After Damar Hamlin tragedy, health leaders urge wider CPR training

The Buffalo Bills player remains hospitalized as millions pray for his recovery. Doctors stress the importance of CPR training, since most who suffer cardiac arrest outside a hospital don’t survive.

As Damar Hamlin remains hospitalized, healthcare experts said it's critical to get more people trained in CPR.

Hamlin, a defensive back with the Buffalo Bills, suffered cardiac arrest in a nationally televised NFL game against the Cincinnati Bengals Monday night, the Bills said. Hamlin remains in the intensive care unit at the University of Cincinnati Medical Center, where he has shown "remarkable improvement," the Bills said Thursday.

“While still critically ill, he has demonstrated that he appears to be neurologically intact," the Bills said in a statement Thursday morning. "His lungs continue to heal and he is making steady progress."

Hamlin’s heartbeat was restored on the field, and he was given prompt medical attention. But many who suffer cardiac arrest outside a hospital don’t recover.

Only about one in 10 people survive cardiac arrest outside the hospital, according to the American Heart Association. However, if that individual receives CPR right away, it can double or triple the victim’s chance of survival, the heart association says.

Only about 35% to 45% of those who suffer cardiac arrest outside the hospital get CPR from a bystander, according to a study published in Circulation last March. Less than 20% of Americans receive training in CPR or the use of an automated external defibrillator (AED). The study also notes that immediate CPR, even from a bystander, significantly improves the chances of survival.

“Given the extensive benefits of bystander CPR, increasing the low rates of performance becomes a clear target for intervention,” the authors wrote.

About 70% of cases of cardiac arrest outside the hospital occur in a home, and most homes don’t have AED devices available.

“Recognizing a cardiac arrest, calling 911 immediately, performing CPR and using an AED as soon as it is available are critical for survival,” Mariell Jessup, chief science and medical officer of the American Heart Association, said in a statement. “Statistically speaking, it is likely that the person will need to be helped by a family member or a friend in order to survive.”

Rehan Karim, a cardiac electrophysiologist with Hennepin Healthcare in Minnesota, talked with KARE-TV about the importance of CPR training.

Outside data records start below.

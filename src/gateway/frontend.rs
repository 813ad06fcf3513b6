//! Front-end request handling gated on session validation.
//!
//! HTTP parsing stays outside this crate; the front end sees already-parsed
//! [`WorkUnit`]s and hands back [`Reply`] values.

use std::collections::BTreeMap;

use url::form_urlencoded;

use super::session::{AccessDecision, SessionClient};
use super::Connector;

/// Name of the cookie carrying the session token.
pub const SESSION_COOKIE: &str = "session";

pub const UPSTREAM_UNAVAILABLE: &str = "Auth service not responding";

/// One parsed request. Header names are matched case-insensitively.
#[derive(Debug, Clone, Default, PartialEq, Eq)]
pub struct WorkUnit {
    pub method: String,
    pub path: String,
    pub query: Option<String>,
    pub headers: BTreeMap<String, String>,
    pub body: Vec<u8>,
}

impl WorkUnit {
    pub fn header(&self, name: &str) -> Option<&str> {
        self.headers
            .iter()
            .find(|(key, _)| key.eq_ignore_ascii_case(name))
            .map(|(_, value)| value.as_str())
    }

    pub fn cookie(&self, name: &str) -> Option<&str> {
        self.header("cookie")?
            .split(';')
            .filter_map(|pair| pair.trim().split_once('='))
            .find(|(key, _)| *key == name)
            .map(|(_, value)| value)
    }

    /// The URL the client asked for, as best it can be rebuilt.
    pub fn original_url(&self) -> String {
        let mut url = match self.header("host") {
            Some(host) => format!("http://{host}{}", self.path),
            None => self.path.clone(),
        };
        if let Some(query) = self.query.as_deref().filter(|q| !q.is_empty()) {
            url.push('?');
            url.push_str(query);
        }
        url
    }
}

/// What the transport delivers: a request, or notice the client went away.
#[derive(Debug, Clone, PartialEq, Eq)]
pub enum WorkItem {
    Unit(WorkUnit),
    Disconnect,
}

#[derive(Debug, Clone, PartialEq, Eq)]
pub struct Reply {
    pub status: u16,
    pub headers: Vec<(String, String)>,
    pub body: Vec<u8>,
}

impl Reply {
    pub fn ok(body: impl Into<Vec<u8>>) -> Self {
        Self {
            status: 200,
            headers: vec![("Content-Type".to_string(), "text/html".to_string())],
            body: body.into(),
        }
    }

    pub fn redirect(location: impl Into<String>) -> Self {
        Self {
            status: 302,
            headers: vec![("Location".to_string(), location.into())],
            body: Vec::new(),
        }
    }

    pub fn forbidden() -> Self {
        Self::text(403, "Forbidden")
    }

    pub fn upstream_unavailable() -> Self {
        Self::text(500, UPSTREAM_UNAVAILABLE)
    }

    fn text(status: u16, body: &str) -> Self {
        Self {
            status,
            headers: vec![("Content-Type".to_string(), "text/plain".to_string())],
            body: body.as_bytes().to_vec(),
        }
    }

    pub fn header(&self, name: &str) -> Option<&str> {
        self.headers
            .iter()
            .find(|(key, _)| key.eq_ignore_ascii_case(name))
            .map(|(_, value)| value.as_str())
    }
}

/// `{login}?redirect={original}` with the original URL form-encoded.
pub fn redirect_location(login_url: &str, original_url: &str) -> String {
    let encoded: String = form_urlencoded::byte_serialize(original_url.as_bytes()).collect();
    format!("{login_url}?redirect={encoded}")
}

/// Serves authenticated requests.
pub trait App {
    fn respond(&mut self, unit: &WorkUnit) -> Reply;
}

impl<F> App for F
where
    F: FnMut(&WorkUnit) -> Reply,
{
    fn respond(&mut self, unit: &WorkUnit) -> Reply {
        self(unit)
    }
}

pub struct Frontend<C: Connector, A: App> {
    sessions: SessionClient<C>,
    app: A,
}

impl<C: Connector, A: App> Frontend<C, A> {
    pub fn new(sessions: SessionClient<C>, app: A) -> Self {
        Self { sessions, app }
    }

    /// Handle one item. A disconnect produces no reply.
    pub fn handle(&mut self, item: WorkItem) -> Option<Reply> {
        let unit = match item {
            WorkItem::Unit(unit) => unit,
            WorkItem::Disconnect => return None,
        };

        let token = unit.cookie(SESSION_COOKIE).unwrap_or_default();
        let reply = match self.sessions.check(token) {
            AccessDecision::Allow => self.app.respond(&unit),
            AccessDecision::Redirect(login) => {
                Reply::redirect(redirect_location(&login, &unit.original_url()))
            }
            AccessDecision::Denied => Reply::forbidden(),
            AccessDecision::UpstreamUnavailable => Reply::upstream_unavailable(),
        };
        Some(reply)
    }
}

#[cfg(test)]
mod tests {
    use super::*;

    fn work_unit(headers: &[(&str, &str)]) -> WorkUnit {
        WorkUnit {
            method: "GET".to_string(),
            path: "/admin/hosts".to_string(),
            query: Some("page=2&q=a b".to_string()),
            headers: headers
                .iter()
                .map(|(k, v)| (k.to_string(), v.to_string()))
                .collect(),
            body: Vec::new(),
        }
    }

    #[test]
    fn test_cookie_extraction() {
        let unit = work_unit(&[("Cookie", "theme=dark; session=abc123; x=y")]);
        assert_eq!(unit.cookie("session"), Some("abc123"));
        assert_eq!(unit.cookie("missing"), None);
        assert_eq!(work_unit(&[]).cookie("session"), None);
    }

    #[test]
    fn test_original_url_and_redirect_location() {
        let unit = work_unit(&[("Host", "example.test")]);
        assert_eq!(unit.original_url(), "http://example.test/admin/hosts?page=2&q=a b");

        let location = redirect_location("/login", &unit.original_url());
        assert_eq!(
            location,
            "/login?redirect=http%3A%2F%2Fexample.test%2Fadmin%2Fhosts%3Fpage%3D2%26q%3Da+b"
        );
    }

    #[test]
    fn test_reply_constructors() {
        let reply = Reply::redirect("/login?redirect=x");
        assert_eq!(reply.status, 302);
        assert_eq!(reply.header("location"), Some("/login?redirect=x"));

        let reply = Reply::upstream_unavailable();
        assert_eq!(reply.status, 500);
        assert_eq!(reply.body, UPSTREAM_UNAVAILABLE.as_bytes());
    }
}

“Early CPR is the key to recovery,” Karim told KARE-TV.

The heart association says hands-only CPR, which is easy to learn, can dramatically improve the chances a victim can survive. Bystanders should call emergency services and push hard and fast in the center of the chest at a rate of 100-120 beats per minute, the heart association says. (Here’s an American Heart Association training video on performing hands-only CPR. The story continues below.)

Dr. Raed Bargout, a cardiologist at Dignity Health Glendale Memorial Hospital, told KTLA-TV that bystanders can save lives with CPR, but they have a better chance to revive a victim with proper training.

Training courses only take a few hours and can help ensure bystanders perform “high quality” CPR, he told KTLA. Some bystanders, and even some medical personnel, don’t press hard or fast enough when performing CPR, he said.

“I wish everyone was certified to do CPR, because you never know when you’re going to need it,” Bargout told KTLA.

Hamlin, who is 24 years old, collapsed after a collision on the field Monday night. His heartbeat was restored on the field, the Bills said. A stunned national audience, and heartbroken players on both teams, watched in disbelief as medical personnel worked to revive him.

Doctors have said it’s possible Hamlin suffered commotio cordis, a rare event when a sudden blow to the chest causes sudden death even if there is no other cardiac damage.

It’s also possible he suffered hypertrophic cardiomyopathy (HCM) or a thickened heart muscle, which is a more common cause of cardiac arrest in young people, the American Heart Association said. HCM is often not diagnosed, because there are few symptoms, the Mayo Clinic says.

NFL players, coaches and fans have rallied to support Hamlin, sending prayers, good wishes and donations. Hamlin, a native of the Pittsburgh area, organized a toy drive for children with a modest goal of $2,500. As of Wednesday night, the fund had received more than $6.6 million.